Several significant mechanistic differences distinguish T. maritima topoisomerase I from its mesophilic counterparts like E. coli topoisomerase I:

• Core Domain Functionality: The core domain of T. maritima topoisomerase I (TmTop65) can sustain a complete topoisomerization cycle independently, albeit with low efficiency. In contrast, the core domain of E. coli topoisomerase I cannot function without its C-terminal domain . This suggests a more self-sufficient catalytic mechanism in the thermophilic enzyme.

• Thermostability Mechanisms: T. maritima topoisomerase I employs specialized structural features (likely including extensive salt bridge networks similar to those identified in other T. maritima proteins ) to maintain structural integrity and activity at temperatures that would denature mesophilic enzymes.

• Temperature Optimum: T. maritima topoisomerase I functions optimally at extremely high temperatures (likely 80-90°C based on the optimal temperature of T. maritima DNA gyrase at 82-86°C ), whereas mesophilic topoisomerases typically function optimally around 37°C.

• DNA Substrate Interaction: The chimeric construct studies revealed differences in how the enzymes interact with DNA substrates, as evidenced by the observation that chimeric constructs acquire the cleavage specificity of the enzyme contributing the C-terminal domain .

• Cellular Context: In T. maritima, topoisomerase I operates in an environment containing both reverse gyrase and DNA gyrase , a unique situation not found in mesophilic bacteria, suggesting potential functional interplay between these enzymes in managing DNA topology at high temperatures.

These mechanistic differences reflect evolutionary adaptations to distinct environmental niches and demonstrate how homologous enzymes can develop specialized mechanisms while maintaining the same fundamental catalytic function.

How can recombinant T. maritima DNA topoisomerase I be engineered for enhanced properties or novel applications?

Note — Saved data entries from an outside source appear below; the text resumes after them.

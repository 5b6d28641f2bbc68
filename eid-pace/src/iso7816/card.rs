//! The smart card abstraction and the errors raised while talking to a card.


use std::fmt;

use crate::crypt::elliptic;
use crate::iso7816::apdu;
use crate::iso7816::status::StatusWord;
use crate::iso7816::transport::TransportError;
use crate::pace;
use crate::secure_messaging;


/// Coarse classification of failures, for callers that only need to decide how to react.
#[derive(Clone, Copy, Debug, Eq, Hash, Ord, PartialEq, PartialOrd)]
pub enum ErrorKind {
    /// A public key or point was malformed or not on the curve.
    InvalidPoint,

    /// A key agreement produced the point at infinity or a key equal to the peer's.
    WeakKey,

    /// The nonce mapping produced an unusable generator.
    InvalidMapping,

    /// A token or MAC did not verify.
    AuthenticationFailed,

    /// The link to the card failed.
    TransportFailure,

    /// The card answered with an error status word.
    StatusError,

    /// The card's answer violated the protocol, or the exchange was used incorrectly.
    ProtocolViolation,
}


#[derive(Debug)]
pub enum CommunicationError {
    Write(apdu::WriteError),
    Transport(TransportError),
    ShortResponse,
    Status { operation: &'static str, status: StatusWord },
    FileTooLarge { maximum: usize },
    SecureMessaging(secure_messaging::Error),
    Pace(pace::Error),
}
impl CommunicationError {
    pub fn kind(&self) -> ErrorKind {
        match self {
            Self::Write(_) => ErrorKind::ProtocolViolation,
            Self::Transport(_) => ErrorKind::TransportFailure,
            Self::ShortResponse => ErrorKind::ProtocolViolation,
            Self::Status { .. } => ErrorKind::StatusError,
            Self::FileTooLarge { .. } => ErrorKind::ProtocolViolation,
            Self::SecureMessaging(e) => e.kind(),
            Self::Pace(e) => e.kind(),
        }
    }

    /// The status word returned by the card, if this error is due to one.
    pub fn status(&self) -> Option<StatusWord> {
        match self {
            Self::Status { status, .. } => Some(*status),
            Self::Pace(pace::Error::OperationFailed { status, .. }) => Some(*status),
            Self::SecureMessaging(secure_messaging::Error::PlainStatus { status }) => Some(*status),
            _ => None,
        }
    }

    /// Whether starting the exchange over may succeed.
    ///
    /// Transport failures call for a new connection. A status error is worth another attempt
    /// unless the card reported a security failure or a condition that does not go away. Anything
    /// else aborts.
    pub fn is_retryable(&self) -> bool {
        match self.kind() {
            ErrorKind::TransportFailure => true,
            ErrorKind::StatusError => self.status()
                .map(|status| !status.is_fatal() && !status.is_security_failure())
                .unwrap_or(false),
            _ => false,
        }
    }
}
impl fmt::Display for CommunicationError {
    fn fmt(&self, f: &mut fmt::Formatter<'_>) -> fmt::Result {
        match self {
            Self::Write(e) => write!(f, "APDU write error: {}", e),
            Self::Transport(e) => write!(f, "transport error: {}", e),
            Self::ShortResponse => write!(f, "response too short"),
            Self::Status { operation, status } => write!(f, "{} failed with status {}", operation, status),
            Self::FileTooLarge { maximum } => write!(f, "file is larger than {} bytes", maximum),
            Self::SecureMessaging(e) => write!(f, "Secure Messaging error: {}", e),
            Self::Pace(e) => write!(f, "PACE error: {}", e),
        }
    }
}
impl std::error::Error for CommunicationError {
    fn source(&self) -> Option<&(dyn std::error::Error + 'static)> {
        match self {
            Self::Write(e) => Some(e),
            Self::Transport(e) => Some(e),
            Self::ShortResponse => None,
            Self::Status { .. } => None,
            Self::FileTooLarge { .. } => None,
            Self::SecureMessaging(e) => Some(e),
            Self::Pace(e) => Some(e),
        }
    }
}
impl From<apdu::WriteError> for CommunicationError {
    fn from(value: apdu::WriteError) -> Self { Self::Write(value) }
}
impl From<TransportError> for CommunicationError {
    fn from(value: TransportError) -> Self { Self::Transport(value) }
}
impl From<secure_messaging::Error> for CommunicationError {
    fn from(value: secure_messaging::Error) -> Self { Self::SecureMessaging(value) }
}
impl From<pace::Error> for CommunicationError {
    fn from(value: pace::Error) -> Self { Self::Pace(value) }
}
impl From<elliptic::Error> for CommunicationError {
    fn from(value: elliptic::Error) -> Self { Self::Pace(pace::Error::Elliptic(value)) }
}


/// Fails with [`CommunicationError::Status`] unless the response signals success.
pub fn check_status(operation: &'static str, response: &apdu::Response) -> Result<(), CommunicationError> {
    let status = response.status();
    if status.is_success() {
        Ok(())
    } else {
        Err(CommunicationError::Status { operation, status })
    }
}


/// A smart card compatible with ISO/IEC 7816.
pub trait SmartCard {
    /// Send a request APDU to the smart card and receive a response APDU.
    fn communicate(&mut self, request: &apdu::Apdu) -> Result<apdu::Response, CommunicationError>;
}
impl<SC: SmartCard + ?Sized> SmartCard for &mut SC {
    fn communicate(&mut self, request: &apdu::Apdu) -> Result<apdu::Response, CommunicationError> {
        (**self).communicate(request)
    }
}
impl<SC: SmartCard + ?Sized> SmartCard for Box<SC> {
    fn communicate(&mut self, request: &apdu::Apdu) -> Result<apdu::Response, CommunicationError> {
        (**self).communicate(request)
    }
}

Based on the understanding of T. maritima topoisomerase I structure-function relationships, several rational engineering approaches could enhance its properties for research and biotechnological applications:

• Domain Engineering:

  • The successful creation of the TmTop65-EcCTD chimera demonstrates the feasibility of domain swapping to modify enzyme properties

  • Designing chimeras with domains from different thermophilic species could fine-tune temperature optima while maintaining thermostability

  • Creating libraries of C-terminal domain variants could generate enzymes with altered DNA sequence preferences

• Structure-Guided Mutagenesis:

  • Introducing additional salt bridges similar to those identified in other T. maritima thermostable proteins

  • Engineering disulfide bonds at strategic positions to enhance stability without compromising flexibility required for catalysis

  • Modifying the DNA binding interface to alter substrate specificity while maintaining catalytic efficiency

• Catalytic Enhancement:

  • Targeted mutations in the active site to increase reaction rate while maintaining thermostability

  • Modifications to enhance processivity (multiple reaction cycles per binding event)

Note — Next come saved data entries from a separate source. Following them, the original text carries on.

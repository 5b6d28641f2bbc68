//! Communication with smart cards according to ISO/IEC 7816.


pub mod apdu;
pub mod card;
pub mod commands;
pub mod pcsc_transport;
pub mod status;
pub mod transport;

  • Engineering allosteric sites for regulation of enzyme activity

• Application-Specific Modifications:

  • Fusion to DNA-binding domains for targeted activity at specific genomic regions

  • Introduction of reporter tags for tracking enzyme activity in complex systems

  • Development of temperature-sensitive variants for controlled activity in biotechnological processes

The chimeric topoisomerase studies described in the search results provide proof-of-concept that such engineering approaches can successfully modify the properties of T. maritima topoisomerase I, particularly cleavage specificity and DNA binding efficiency . The inherent thermostability of this enzyme makes it an excellent scaffold for engineering novel functionality while maintaining robust performance under demanding conditions.